Colorado Will Soon Begin Housing Incarcerated Trans Women In All-Trans Facilities

Following a class-action lawsuit, the Colorado Department of Corrections (CDOC) will soon begin housing transgender women in all-trans facilities, and will pay a settlement exceeding $2 million to current and formerly incarcerated plaintiffs.

The consent decree was filed in September and a state judge ordered a hearing on it in early January. According to its terms, Colorado will no longer house trans women in men’s prisons. (A consent decree is a court-enforced settlement, usually involving government misconduct, in which all parties agree to a plan for improvement and any compensatory damages.) Instead, the state will establish two new units specifically for trans prisoners: the “Voluntary Transgender Unit” (VTU) at Sterling Correctional Facility (a men’s prison), and the “Integration Unit” (IU) at the Denver Women’s Correctional Facility. In the document, Attorney General Philip Weiser noted that a provision of the 2003 Prison Rape Elimination Act legally prevented CDOC from establishing trans-specific facilities before, as federal law requires such facilities to be created through a consent decree.

Also included in the decree is a $2.1 million payout for all trans women currently or formerly incarcerated in Colorado who suffered “non-nominal” or worse injuries while imprisoned. The settlement classes are primarily defined by whether and to what degree a plaintiff was sexually assaulted, with minimum awards ranging from $1,000 to $10,000 per plaintiff. As a result of the decree, Colorado says it will also enact various prison reforms including more training for staff, ensuring trans women have “access to women’s canteen items,” and protecting them from “cross-gender searches.”

In the original 2019 class action lawsuit that led to the decree, 170 trans women alleged that CDOC and its officials routinely discriminated against them and “expose[d] them to harassment, rape, sexual assault, and other violence,” including alleged sexual assault by guards as well as fellow prisoners.

“We were targets for victimizing, whether it was sexual assault, extortion, you name it,” Taliyah Murphy, one of seven class representatives in the lawsuit, told CBS this week. “The guards just looked the other way.”

Since that lawsuit was filed, the number of known eligible class members has risen to about 400, CBS reported. The network also confirmed that the consent decree has not yet gone into effect, but is expected to be finalized sometime in March.

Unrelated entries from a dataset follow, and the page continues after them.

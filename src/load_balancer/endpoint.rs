//! Endpoint descriptors supplied by the resolver.

use std::collections::BTreeMap;
use std::fmt;
use std::sync::Arc;

/// Opaque endpoint attributes (locality, etc.).
///
/// Equality, ordering and hashing compare content, so two updates carrying
/// separately allocated but identical attributes describe the same endpoint.
/// Attributes never influence ring placement.
#[derive(Debug, Clone, Default, PartialEq, Eq, Hash, PartialOrd, Ord)]
pub struct Attributes(Arc<BTreeMap<String, String>>);

impl Attributes {
    /// Look up an attribute value.
    pub fn get(&self, key: &str) -> Option<&str> {
        self.0.get(key).map(String::as_str)
    }

    /// Returns true if no attributes are set.
    pub fn is_empty(&self) -> bool {
        self.0.is_empty()
    }

    /// Iterate over attributes in key order.
    pub fn iter(&self) -> impl Iterator<Item = (&str, &str)> {
        self.0.iter().map(|(k, v)| (k.as_str(), v.as_str()))
    }
}

impl From<BTreeMap<String, String>> for Attributes {
    fn from(map: BTreeMap<String, String>) -> Self {
        Self(Arc::new(map))
    }
}

impl<K: Into<String>, V: Into<String>> FromIterator<(K, V)> for Attributes {
    fn from_iter<T: IntoIterator<Item = (K, V)>>(iter: T) -> Self {
        Self(Arc::new(
            iter.into_iter().map(|(k, v)| (k.into(), v.into())).collect(),
        ))
    }
}

/// Identity of a backend: its address plus attribute content.
///
/// Weight is deliberately not part of the key; a weight change rebuilds the
/// ring but keeps the backend and its connection.
#[derive(Debug, Clone, PartialEq, Eq, Hash, PartialOrd, Ord)]
pub struct EndpointKey {
    pub address: String,
    pub attributes: Attributes,
}

impl fmt::Display for EndpointKey {
    fn fmt(&self, f: &mut fmt::Formatter<'_>) -> fmt::Result {
        f.write_str(&self.address)?;
        if !self.attributes.is_empty() {
            f.write_str(" {")?;
            for (i, (k, v)) in self.attributes.iter().enumerate() {
                if i > 0 {
                    f.write_str(", ")?;
                }
                write!(f, "{}={}", k, v)?;
            }
            f.write_str("}")?;
        }
        Ok(())
    }
}

/// One weighted backend address.
#[derive(Debug, Clone, PartialEq, Eq)]
pub struct Endpoint {
    address: String,
    weight: u32,
    attributes: Attributes,
}

impl Endpoint {
    /// Create an endpoint with weight 1 and no attributes.
    pub fn new(address: impl Into<String>) -> Self {
        Self {
            address: address.into(),
            weight: 1,
            attributes: Attributes::default(),
        }
    }

    /// Set the weight.
    pub fn with_weight(mut self, weight: u32) -> Self {
        self.weight = weight;
        self
    }

    /// Set the attributes.
    pub fn with_attributes(mut self, attributes: Attributes) -> Self {
        self.attributes = attributes;
        self
    }

    pub fn address(&self) -> &str {
        &self.address
    }

    pub fn weight(&self) -> u32 {
        self.weight
    }

    pub fn attributes(&self) -> &Attributes {
        &self.attributes
    }

    /// The identity key for this endpoint.
    pub fn key(&self) -> EndpointKey {
        EndpointKey {
            address: self.address.clone(),
            attributes: self.attributes.clone(),
        }
    }
}

#[cfg(test)]
mod tests {
    use super::*;

    #[test]
    fn test_attribute_content_equality() {
        let a: Attributes = [("zone", "a")].into_iter().collect();
        let b: Attributes = [("zone", "a")].into_iter().collect();
        assert!(!Arc::ptr_eq(&a.0, &b.0));
        assert_eq!(a, b);

        let e1 = Endpoint::new("10.0.0.1:1").with_attributes(a);
        let e2 = Endpoint::new("10.0.0.1:1").with_attributes(b).with_weight(5);
        assert_eq!(e1.key(), e2.key());
    }

    #[test]
    fn test_key_display() {
        let attrs: Attributes = [("zone", "a"), ("rack", "7")].into_iter().collect();
        let key = Endpoint::new("10.0.0.1:1").with_attributes(attrs).key();
        assert_eq!(key.to_string(), "10.0.0.1:1 {rack=7, zone=a}");
    }
}
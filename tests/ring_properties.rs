//! Property tests for ring construction.

use proptest::prelude::*;

use ringhash::load_balancer::Endpoint;
use ringhash::{Ring, RingHashConfig};

fn arb_endpoints() -> impl Strategy<Value = Vec<Endpoint>> {
    prop::collection::vec(1u32..50, 1..12).prop_map(|weights| {
        weights
            .into_iter()
            .enumerate()
            .map(|(i, w)| Endpoint::new(format!("192.168.0.{}:8080", i)).with_weight(w))
            .collect()
    })
}

fn arb_bounds() -> impl Strategy<Value = RingHashConfig> {
    (1u64..200, 0u64..800).prop_map(|(min, extra)| RingHashConfig::new(min, min + extra))
}

proptest! {
    #[test]
    fn ring_is_sorted_distinct_and_bounded(eps in arb_endpoints(), bounds in arb_bounds()) {
        let ring = Ring::build(&eps, &bounds).unwrap();
        prop_assert!(!ring.is_empty());
        prop_assert!(ring.len() as u64 >= bounds.min_ring_size);
        prop_assert!(ring.len() as u64 <= bounds.max_ring_size);
        prop_assert!(ring.entries().windows(2).all(|w| w[0].hash < w[1].hash));
        prop_assert!(ring.entries().iter().all(|e| e.endpoint < eps.len()));
    }

    #[test]
    fn ring_is_deterministic(eps in arb_endpoints(), bounds in arb_bounds()) {
        let a = Ring::build(&eps, &bounds).unwrap();
        let b = Ring::build(&eps, &bounds).unwrap();
        prop_assert_eq!(a, b);
    }

    #[test]
    fn every_endpoint_placed_when_ring_is_large_enough(eps in arb_endpoints()) {
        let total: u64 = eps.iter().map(|e| u64::from(e.weight())).sum();
        let ring = Ring::build(&eps, &RingHashConfig::new(1, total * 50)).unwrap();
        let shares = ring.shares();
        prop_assert_eq!(shares.iter().sum::<usize>(), ring.len());
        prop_assert!(shares.iter().all(|&s| s >= 1));
    }

    #[test]
    fn pick_lands_on_first_entry_at_or_after_hash(eps in arb_endpoints(), hash in any::<u64>()) {
        let ring = Ring::build(&eps, &RingHashConfig::new(16, 256)).unwrap();
        let index = ring.pick(hash);
        let entry = ring.entry(index);
        if entry.hash >= hash {
            prop_assert!(index == 0 || ring.entry(index - 1).hash < hash);
        } else {
            // Wrapped around: every entry is below the hash.
            prop_assert_eq!(index, 0);
            prop_assert!(ring.entries().last().unwrap().hash < hash);
        }
    }
}
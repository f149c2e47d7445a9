//! Metrics collection and exposition.
//!
//! # Metrics
//! - `ringhash_picks_total` (counter): picks by outcome (ready, queued)
//! - `ringhash_connect_requests_total` (counter): connects by trigger (pick, idle_kick)
//! - `ringhash_ring_rebuilds_total` (counter): rings built
//! - `ringhash_ring_size` (gauge): entries in the current ring
//! - `ringhash_backends` (gauge): live backends
//! - `ringhash_aggregate_state` (gauge): 0=idle, 1=connecting, 2=ready, 3=transient_failure
//!
//! # Design Decisions
//! - Recorded through the `metrics` facade; no-ops until a recorder is installed
//! - Low-overhead metric updates on the pick path (one counter per pick)

use std::net::SocketAddr;

use metrics_exporter_prometheus::PrometheusBuilder;

use crate::health::state::ConnectivityState;

/// Install the Prometheus exporter with an HTTP scrape listener.
///
/// Must be called from within a Tokio runtime.
pub fn init_metrics(addr: SocketAddr) {
    match PrometheusBuilder::new().with_http_listener(addr).install() {
        Ok(()) => tracing::info!(address = %addr, "Metrics exporter listening"),
        Err(e) => {
            tracing::error!(address = %addr, error = %e, "Failed to install metrics exporter")
        }
    }
}

/// Record one pick.
pub fn record_pick(outcome: &'static str) {
    metrics::counter!("ringhash_picks_total", "outcome" => outcome).increment(1);
}

/// Record one connection request sent to the transport.
pub fn record_connect_request(trigger: &'static str) {
    metrics::counter!("ringhash_connect_requests_total", "trigger" => trigger).increment(1);
}

/// Record a ring rebuild.
pub fn record_ring_rebuild(size: usize, backends: usize) {
    metrics::counter!("ringhash_ring_rebuilds_total").increment(1);
    metrics::gauge!("ringhash_ring_size").set(size as f64);
    metrics::gauge!("ringhash_backends").set(backends as f64);
}

/// Record the aggregate policy state.
pub fn record_aggregate_state(state: ConnectivityState) {
    metrics::gauge!("ringhash_aggregate_state").set(f64::from(state as u8));
}
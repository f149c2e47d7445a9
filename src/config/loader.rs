//! Configuration loading from disk.

use std::fs;
use std::path::Path;

use thiserror::Error;

use crate::config::schema::PolicyConfig;
use crate::config::validation::{validate_config, ValidationError};

/// Error type for configuration loading and policy updates.
#[derive(Debug, Error)]
pub enum ConfigError {
    /// The config file could not be read.
    #[error("IO error: {0}")]
    Io(#[from] std::io::Error),

    /// The config file is not valid TOML for the schema.
    #[error("Parse error: {0}")]
    Parse(#[from] toml::de::Error),

    /// The config parsed but failed semantic validation.
    #[error("Validation failed: {}", join(.0))]
    Validation(Vec<ValidationError>),
}

impl ConfigError {
    /// Validation errors carried by this error, if any.
    pub fn validation_errors(&self) -> &[ValidationError] {
        match self {
            ConfigError::Validation(errors) => errors,
            _ => &[],
        }
    }
}

impl From<Vec<ValidationError>> for ConfigError {
    fn from(errors: Vec<ValidationError>) -> Self {
        ConfigError::Validation(errors)
    }
}

fn join(errors: &[ValidationError]) -> String {
    errors
        .iter()
        .map(ToString::to_string)
        .collect::<Vec<_>>()
        .join(", ")
}

/// Parse and validate configuration from TOML text.
pub fn parse_config(content: &str) -> Result<PolicyConfig, ConfigError> {
    let config: PolicyConfig = toml::from_str(content)?;
    validate_config(&config)?;
    Ok(config)
}

/// Load and validate configuration from a TOML file.
pub fn load_config(path: &Path) -> Result<PolicyConfig, ConfigError> {
    let content = fs::read_to_string(path)?;
    parse_config(&content)
}
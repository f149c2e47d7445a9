//! Structured logging.
//!
//! # Design Decisions
//! - Uses tracing crate for structured logging
//! - `RUST_LOG` wins over the configured level when set

use tracing_subscriber::{layer::SubscriberExt, util::SubscriberInitExt, EnvFilter};

/// Install the global tracing subscriber.
///
/// Returns false if a subscriber was already installed.
pub fn init_logging(level: &str) -> bool {
    let filter = EnvFilter::try_from_default_env()
        .unwrap_or_else(|_| EnvFilter::new(format!("ringhash={}", level)));

    tracing_subscriber::registry()
        .with(filter)
        .with(tracing_subscriber::fmt::layer())
        .try_init()
        .is_ok()
}
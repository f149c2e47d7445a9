//! Lifecycle management.
//!
//! # Data Flow
//! ```text
//! Ctrl+C / caller request
//!     → Shutdown::trigger
//!     → policy event loop exits, closes the policy
//!     → every backend torn down through the transport
//! ```

pub mod shutdown;

pub use shutdown::Shutdown;
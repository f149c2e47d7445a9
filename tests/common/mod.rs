//! Shared utilities for integration tests.

#![allow(dead_code)]

use std::collections::HashSet;
use std::sync::{Arc, Mutex};

use ringhash::load_balancer::{Endpoint, EndpointKey, Picker};
use ringhash::{BackendId, RingHashConfig, Transport};

/// Transport that records every call and never reports anything by itself.
///
/// Tests drive state changes explicitly through `RingHashPolicy::on_state_change`.
#[derive(Debug, Default)]
pub struct RecordingTransport {
    created: Mutex<Vec<(BackendId, String)>>,
    connects: Mutex<Vec<BackendId>>,
    shutdowns: Mutex<Vec<BackendId>>,
}

impl RecordingTransport {
    pub fn new() -> Arc<Self> {
        Arc::new(Self::default())
    }

    pub fn created(&self) -> Vec<(BackendId, String)> {
        self.created.lock().unwrap().clone()
    }

    pub fn connects(&self) -> Vec<BackendId> {
        self.connects.lock().unwrap().clone()
    }

    pub fn connect_count(&self, id: BackendId) -> usize {
        self.connects.lock().unwrap().iter().filter(|c| **c == id).count()
    }

    pub fn shutdowns(&self) -> Vec<BackendId> {
        self.shutdowns.lock().unwrap().clone()
    }
}

impl Transport for RecordingTransport {
    fn create(&self, id: BackendId, endpoint: &Endpoint) {
        self.created
            .lock()
            .unwrap()
            .push((id, endpoint.address().to_string()));
    }

    fn connect(&self, id: BackendId) {
        self.connects.lock().unwrap().push(id);
    }

    fn shutdown(&self, id: BackendId) {
        self.shutdowns.lock().unwrap().push(id);
    }
}

/// Endpoints with weight 1 for each address.
pub fn endpoints(addresses: &[&str]) -> Vec<Endpoint> {
    addresses.iter().map(|a| Endpoint::new(*a)).collect()
}

/// Key of an attribute-less endpoint.
pub fn key(address: &str) -> EndpointKey {
    Endpoint::new(address).key()
}

/// Small ring bounds so tests stay fast.
pub fn small_ring() -> RingHashConfig {
    RingHashConfig::new(3, 64)
}

/// Distinct backend ids in ring order starting at the anchor for `hash`.
pub fn ring_order(picker: &Picker, hash: u64) -> Vec<BackendId> {
    let ring = picker.ring();
    let anchor = ring.pick(hash);
    let mut seen = HashSet::new();
    let mut order = Vec::new();
    for step in 0..ring.len() {
        let endpoint = ring.entry((anchor + step) % ring.len()).endpoint;
        let id = picker.backends()[endpoint].id();
        if seen.insert(id) {
            order.push(id);
        }
    }
    order
}
//! Backend connectivity state.
//!
//! # States
//! - Idle: no connection, none in progress
//! - Connecting: a connection attempt is in flight
//! - Ready: connected, usable for picks
//! - TransientFailure: last attempt failed; the transport backs off and
//!   eventually reports Idle or Connecting again
//!
//! # State Transitions
//! ```text
//! Idle → Connecting → Ready
//!          ↓            ↓
//!   TransientFailure → Idle
//! ```
//!
//! # Design Decisions
//! - Transitions are driven by the transport, never inferred here
//! - Rank order is fixed: Ready > Connecting > Idle > TransientFailure

use std::fmt;

/// Connectivity state of one backend, or of the whole policy.
#[repr(u8)]
#[derive(Debug, Clone, Copy, PartialEq, Eq, Hash, Default)]
pub enum ConnectivityState {
    #[default]
    Idle = 0,
    Connecting = 1,
    Ready = 2,
    TransientFailure = 3,
}

impl ConnectivityState {
    /// Position in the aggregation ranking; higher is better.
    pub fn rank(self) -> u8 {
        match self {
            ConnectivityState::TransientFailure => 0,
            ConnectivityState::Idle => 1,
            ConnectivityState::Connecting => 2,
            ConnectivityState::Ready => 3,
        }
    }

    /// Returns true if picks may use a backend in this state.
    pub fn is_ready(self) -> bool {
        self == ConnectivityState::Ready
    }
}

impl fmt::Display for ConnectivityState {
    fn fmt(&self, f: &mut fmt::Formatter<'_>) -> fmt::Result {
        let name = match self {
            ConnectivityState::Idle => "IDLE",
            ConnectivityState::Connecting => "CONNECTING",
            ConnectivityState::Ready => "READY",
            ConnectivityState::TransientFailure => "TRANSIENT_FAILURE",
        };
        f.write_str(name)
    }
}
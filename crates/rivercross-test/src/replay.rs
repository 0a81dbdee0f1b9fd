//! Checked replay of a crossing path.

use rivercross_core::{AccumulatedTime, BankState, Crossing, Herd, Result};

/// Every state visited while replaying a path, starting from the initial one.
#[derive(Debug, Clone)]
pub struct Replay {
    pub states: Vec<BankState>,
    pub times: Vec<AccumulatedTime>,
    pub total: u64,
}

impl Replay {
    /// Returns the final bank state.
    pub fn last_state(&self) -> Option<&BankState> {
        self.states.last()
    }

    /// Returns the final per-horse times.
    pub fn last_times(&self) -> Option<&AccumulatedTime> {
        self.times.last()
    }
}

/// Replays `path` from the initial state with checked transitions.
///
/// Fails on the first crossing that is not legal from the current state.
pub fn replay(herd: &Herd, path: &[Crossing]) -> Result<Replay> {
    let mut state = BankState::initial(herd.len());
    let mut time = AccumulatedTime::new(herd.len());
    let mut replay = Replay {
        states: vec![state],
        times: vec![time.clone()],
        total: 0,
    };

    for crossing in path {
        state.apply(crossing)?;
        time.add(crossing.mask(), crossing.duration());
        replay.total += crossing.duration();
        replay.states.push(state);
        replay.times.push(time.clone());
    }
    Ok(replay)
}

#[cfg(test)]
mod tests {
    use super::*;
    use rivercross_core::{Direction, HorseId};

    #[test]
    fn test_replay_rejects_wrong_bank() {
        let herd = Herd::from_durations(vec![1, 2]).unwrap();
        let back = Crossing::new([HorseId::new(0)], Direction::Return, &herd);
        assert!(replay(&herd, &[back]).is_err());
    }

    #[test]
    fn test_replay_accumulates() {
        let herd = Herd::from_durations(vec![1, 2]).unwrap();
        let pair = Crossing::new([HorseId::new(0), HorseId::new(1)], Direction::Forward, &herd);
        let run = replay(&herd, &[pair]).unwrap();

        assert_eq!(run.total, 2);
        assert!(run.last_state().unwrap().is_goal());
        assert_eq!(run.last_times().unwrap().as_slice(), &[2, 2]);
    }
}
//! Search statistics.
//!
//! Stack-allocated counters for one exhaustive search run.

use std::time::{Duration, Instant};

/// Counters collected while exploring the crossing tree.
///
/// # Example
///
/// ```
/// use rivercross_solver::stats::SearchStats;
///
/// let mut stats = SearchStats::default();
/// stats.start();
/// stats.record_node(3);
/// stats.record_node(1);
/// stats.record_bound_pruning();
///
/// assert_eq!(stats.nodes_explored, 2);
/// assert_eq!(stats.max_depth, 3);
/// assert_eq!(stats.bound_prunings, 1);
/// ```
#[derive(Debug, Clone, Default, PartialEq, Eq)]
pub struct SearchStats {
    start_time: Option<Instant>,
    elapsed: Option<Duration>,
    /// Nodes expanded (including the root).
    pub nodes_explored: u64,
    /// Crossings produced by the move generator.
    pub moves_generated: u64,
    /// Crossings rejected by the stamina validator.
    pub stamina_rejections: u64,
    /// Branches cut because their total could not beat or tie the best.
    pub bound_prunings: u64,
    /// Branches cut because they revisit a configuration on the same path.
    pub cycle_prunings: u64,
    /// Goal states reached, recorded or not.
    pub goals_reached: u64,
    /// Times the best total strictly improved.
    pub improvements: u64,
    /// Deepest crossing count reached.
    pub max_depth: u64,
}

impl SearchStats {
    /// Marks the start of the search.
    pub fn start(&mut self) {
        self.start_time = Some(Instant::now());
        self.elapsed = None;
    }

    /// Freezes the elapsed time.
    pub fn finish(&mut self) {
        self.elapsed = Some(self.elapsed());
    }

    /// Returns the elapsed time since the search started.
    pub fn elapsed(&self) -> Duration {
        match self.elapsed {
            Some(elapsed) => elapsed,
            None => self.start_time.map(|t| t.elapsed()).unwrap_or_default(),
        }
    }

    /// Records a node expansion at the given depth.
    #[inline]
    pub fn record_node(&mut self, depth: usize) {
        self.nodes_explored += 1;
        self.max_depth = self.max_depth.max(depth as u64);
    }

    /// Records a generated crossing.
    #[inline]
    pub fn record_move(&mut self) {
        self.moves_generated += 1;
    }

    /// Records a crossing rejected by the validator.
    #[inline]
    pub fn record_stamina_rejection(&mut self) {
        self.stamina_rejections += 1;
    }

    /// Records a bound pruning.
    #[inline]
    pub fn record_bound_pruning(&mut self) {
        self.bound_prunings += 1;
    }

    /// Records a cycle pruning.
    #[inline]
    pub fn record_cycle_pruning(&mut self) {
        self.cycle_prunings += 1;
    }

    /// Records a goal state and whether it improved the best total.
    #[inline]
    pub fn record_goal(&mut self, improved: bool) {
        self.goals_reached += 1;
        if improved {
            self.improvements += 1;
        }
    }

    /// Adds the counters of a worker's run into this one.
    ///
    /// Timing is left untouched; the caller owns the wall clock.
    pub fn absorb(&mut self, other: &SearchStats) {
        self.nodes_explored += other.nodes_explored;
        self.moves_generated += other.moves_generated;
        self.stamina_rejections += other.stamina_rejections;
        self.bound_prunings += other.bound_prunings;
        self.cycle_prunings += other.cycle_prunings;
        self.goals_reached += other.goals_reached;
        self.improvements += other.improvements;
        self.max_depth = self.max_depth.max(other.max_depth);
    }
}

#[cfg(test)]
mod tests {
    use super::*;

    #[test]
    fn test_record_goal() {
        let mut stats = SearchStats::default();
        stats.record_goal(true);
        stats.record_goal(false);

        assert_eq!(stats.goals_reached, 2);
        assert_eq!(stats.improvements, 1);
    }

    #[test]
    fn test_absorb() {
        let mut total = SearchStats::default();
        let mut worker = SearchStats::default();
        worker.record_node(4);
        worker.record_move();
        worker.record_stamina_rejection();
        worker.record_cycle_pruning();

        total.record_node(2);
        total.absorb(&worker);

        assert_eq!(total.nodes_explored, 2);
        assert_eq!(total.max_depth, 4);
        assert_eq!(total.moves_generated, 1);
        assert_eq!(total.stamina_rejections, 1);
        assert_eq!(total.cycle_prunings, 1);
    }

    #[test]
    fn test_finish_freezes_elapsed() {
        let mut stats = SearchStats::default();
        assert_eq!(stats.elapsed(), Duration::ZERO);

        stats.start();
        stats.finish();
        let frozen = stats.elapsed();
        assert_eq!(stats.elapsed(), frozen);
    }
}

Colorado’s gradually-advancing settlement is just one battle in trans prisoners’ multi-front war to secure better living conditions, health care, and safety protections while incarcerated. Last week, more than 20 trans women in Florida prisons filed their own lawsuit against the state, claiming their healthcare has “fallen into disarray” as a result of new Republican anti-trans laws. An anonymous prisoner also sued the state of Georgia in December, claiming officials illegally discriminated against her by withholding gender-affirming medical care.

Lawsuits like these do have some power in securing prison reforms and settlements, as demonstrated in Washington State last year, when officials agreed to provide gender-affirming care to all trans prisoners. But not everyone is happy about the terms of the forthcoming agreement in Colorado, as Courthouse News Service reported in January. During a hearing, one trans prisoner said she still wouldn’t be comfortable in Sterling’s new trans unit, because she was sexually assaulted at the facility when she was 16. MaryKay Sapian Condit, an intersex person incarcerated for more than 40 years, told CNS that even though she is an eligible class member, the decree’s focus on trans women still leaves others out in the cold.

“They are disrespecting me because they are not considering my security and safety,” Condit said.